WHAT NEEDS TO BE DONE:
Your job with the data below is to output exactly the lines from the one holding "if end > region.len()" down to the one holding "pub fn as_slice(&self)", both included, and no others.

DATA FOR REVIEW:
:::

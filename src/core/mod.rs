// SPDX-FileCopyrightText: 2026 ArcheBase
//
// SPDX-License-Identifier: MulanPSL-2.0

//! Core types used throughout rawview.
//!
//! This module provides the foundational types for the library:
//! - [`ViewError`] - Comprehensive error handling
//! - [`Result`] - Crate-wide result alias

pub mod error;

pub use error::{Result, ViewError};
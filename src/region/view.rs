// SPDX-FileCopyrightText: 2026 ArcheBase
//
// SPDX-License-Identifier: MulanPSL-2.0

//! Bounded views over mapped regions.
//!
//! A view is a read (or read/write) window at a byte offset and length
//! within a region. Views hold a strong reference to their region handle,
//! so a view can never outlive the mapping it reads from; many views may
//! share one region. The backing store stays opaque to callers: a view
//! over a heap buffer and a view over an OS mapping expose the same
//! surface, differing only in the capability hints.

use std::sync::Arc;

use crate::codec::{ViewReader, ViewWriter};
use crate::core::{Result, ViewError};
use crate::region::access::AccessMode;
use crate::region::mapped::MappedRegion;
use crate::region::stream_id::StreamId;

/// A bounded window into a [`MappedRegion`].
#[derive(Debug, Clone)]
pub struct View {
    region: Arc<MappedRegion>,
    offset: usize,
    len: usize,
}

impl View {
    /// A view spanning the whole region.
    pub fn root(region: &Arc<MappedRegion>) -> Result<View> {
        View::over(region, 0, region.len())
    }

    /// A bounded view at `offset` of `len` bytes within the region.
    ///
    /// Views hold a strong reference to the region. Minting windows this way
    /// is the supported method of addressing parts of a flat OS mapping,
    /// which does not support nested sub-views.
    pub fn over(region: &Arc<MappedRegion>, offset: usize, len: usize) -> Result<View> {
        if region.is_closed() {
            return Err(ViewError::region_closed(region.id().to_string()));
        }
        let end = offset
            .checked_add(len)
            .ok_or_else(|| ViewError::out_of_range(len, 0, offset))?;
        if end > region.len() {
            return Err(ViewError::out_of_range(
                len,
                region.len().saturating_sub(offset),
                offset,
            ));
        }
        Ok(Self {
            region: Arc::clone(region),
            offset,
            len,
        })
    }

    /// The stream identifier of the owning region.
    pub fn stream_id(&self) -> &StreamId {
        self.region.id()
    }

    /// Byte offset of this view within the region.
    pub fn offset(&self) -> usize {
        self.offset
    }

    /// Length of the view in bytes.
    pub fn len(&self) -> usize {
        self.len
    }

    /// Check if the view is empty.
    pub fn is_empty(&self) -> bool {
        self.len == 0
    }

    /// Whether callers batching bulk reads should favor large contiguous
    /// reads. True for OS mappings, where page-fault cost amortizes over
    /// large reads; false for heap buffers.
    pub fn prefers_bulk_reads(&self) -> bool {
        self.region.prefers_bulk_reads()
    }

    /// Whether this view supports creating nested sub-views.
    ///
    /// Heap-backed views do; a view over a single flat OS mapping does not,
    /// and windows into a mapping are minted with [`View::over`] instead.
    pub fn supports_sub_views(&self) -> bool {
        self.region.supports_sub_views()
    }

    /// Create a sub-view at `offset` (relative to this view) of `len` bytes.
    pub fn sub_view(&self, offset: usize, len: usize) -> Result<View> {
        if !self.supports_sub_views() {
            return Err(ViewError::unsupported("sub-view on mapped backing"));
        }
        if self.region.is_closed() {
            return Err(ViewError::region_closed(self.stream_id().to_string()));
        }
        let end = offset
            .checked_add(len)
            .ok_or_else(|| ViewError::out_of_range(len, 0, offset))?;
        if end > self.len {
            return Err(ViewError::out_of_range(
                len,
                self.len.saturating_sub(offset),
                offset,
            ));
        }
        Ok(Self {
            region: Arc::clone(&self.region),
            offset: self.offset + offset,
            len,
        })
    }

    /// The view's bytes.
    ///
    /// Fails with `RegionClosed` once the region has been force-closed.
    pub fn as_slice(&self) -> Result<&[u8]> {
        if self.region.is_closed() {
            return Err(ViewError::region_closed(self.stream_id().to_string()));
        }
        // SAFETY: offset/len were bounds-checked at view creation and the
        // Arc keeps the backing alive for the borrow.
        Ok(unsafe {
            std::slice::from_raw_parts(self.region.base_ptr().add(self.offset), self.len)
        })
    }

    /// A primitive reader over this view's bytes. Offsets passed to the
    /// reader are relative to the view's own base.
    pub fn reader(&self) -> Result<ViewReader<'_>> {
        if !self.region.mode().contains(AccessMode::READ) {
            return Err(ViewError::unsupported("read on write-only region"));
        }
        Ok(ViewReader::new(self.as_slice()?))
    }

    /// A primitive writer over this view's bytes.
    ///
    /// Requires the region to have been opened with write access. Writers on
    /// a shared mapping must be coordinated externally; the crate provides no
    /// internal write-write lock.
    pub fn writer(&self) -> Result<ViewWriter<'_>> {
        if !self.region.mode().contains(AccessMode::WRITE) {
            return Err(ViewError::unsupported("write on read-only region"));
        }
        if self.region.is_closed() {
            return Err(ViewError::region_closed(self.stream_id().to_string()));
        }
        // SAFETY: bounds established at view creation; the borrow of self
        // keeps the region (and its mapping) alive for the writer.
        Ok(unsafe {
            ViewWriter::from_raw_parts(self.region.base_ptr().add(self.offset), self.len)
        })
    }

    /// Atomically add `delta` to the u32 at `offset`, returning the previous
    /// value. Shorthand for [`ViewWriter::atomic_add_u32`] on this view.
    pub fn fetch_add_u32(&self, offset: usize, delta: u32) -> Result<u32> {
        self.writer()?.atomic_add_u32(offset, delta)
    }
}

:::

TASK SOLUTION:
        if end > region.len() {
            return Err(ViewError::out_of_range(
                len,
                region.len().saturating_sub(offset),
                offset,
            ));
        }
        Ok(Self {
            region: Arc::clone(region),
            offset,
            len,
        })
    }

    /// The stream identifier of the owning region.
    pub fn stream_id(&self) -> &StreamId {
        self.region.id()
    }

    /// Byte offset of this view within the region.
    pub fn offset(&self) -> usize {
        self.offset
    }

    /// Length of the view in bytes.
    pub fn len(&self) -> usize {
        self.len
    }

    /// Check if the view is empty.
    pub fn is_empty(&self) -> bool {
        self.len == 0
    }

    /// Whether callers batching bulk reads should favor large contiguous
    /// reads. True for OS mappings, where page-fault cost amortizes over
    /// large reads; false for heap buffers.
    pub fn prefers_bulk_reads(&self) -> bool {
        self.region.prefers_bulk_reads()
    }

    /// Whether this view supports creating nested sub-views.
    ///
    /// Heap-backed views do; a view over a single flat OS mapping does not,
    /// and windows into a mapping are minted with [`View::over`] instead.
    pub fn supports_sub_views(&self) -> bool {
        self.region.supports_sub_views()
    }

    /// Create a sub-view at `offset` (relative to this view) of `len` bytes.
    pub fn sub_view(&self, offset: usize, len: usize) -> Result<View> {
        if !self.supports_sub_views() {
            return Err(ViewError::unsupported("sub-view on mapped backing"));
        }
        if self.region.is_closed() {
            return Err(ViewError::region_closed(self.stream_id().to_string()));
        }
        let end = offset
            .checked_add(len)
            .ok_or_else(|| ViewError::out_of_range(len, 0, offset))?;
        if end > self.len {
            return Err(ViewError::out_of_range(
                len,
                self.len.saturating_sub(offset),
                offset,
            ));
        }
        Ok(Self {
            region: Arc::clone(&self.region),
            offset: self.offset + offset,
            len,
        })
    }

    /// The view's bytes.
    ///
    /// Fails with `RegionClosed` once the region has been force-closed.
    pub fn as_slice(&self) -> Result<&[u8]> {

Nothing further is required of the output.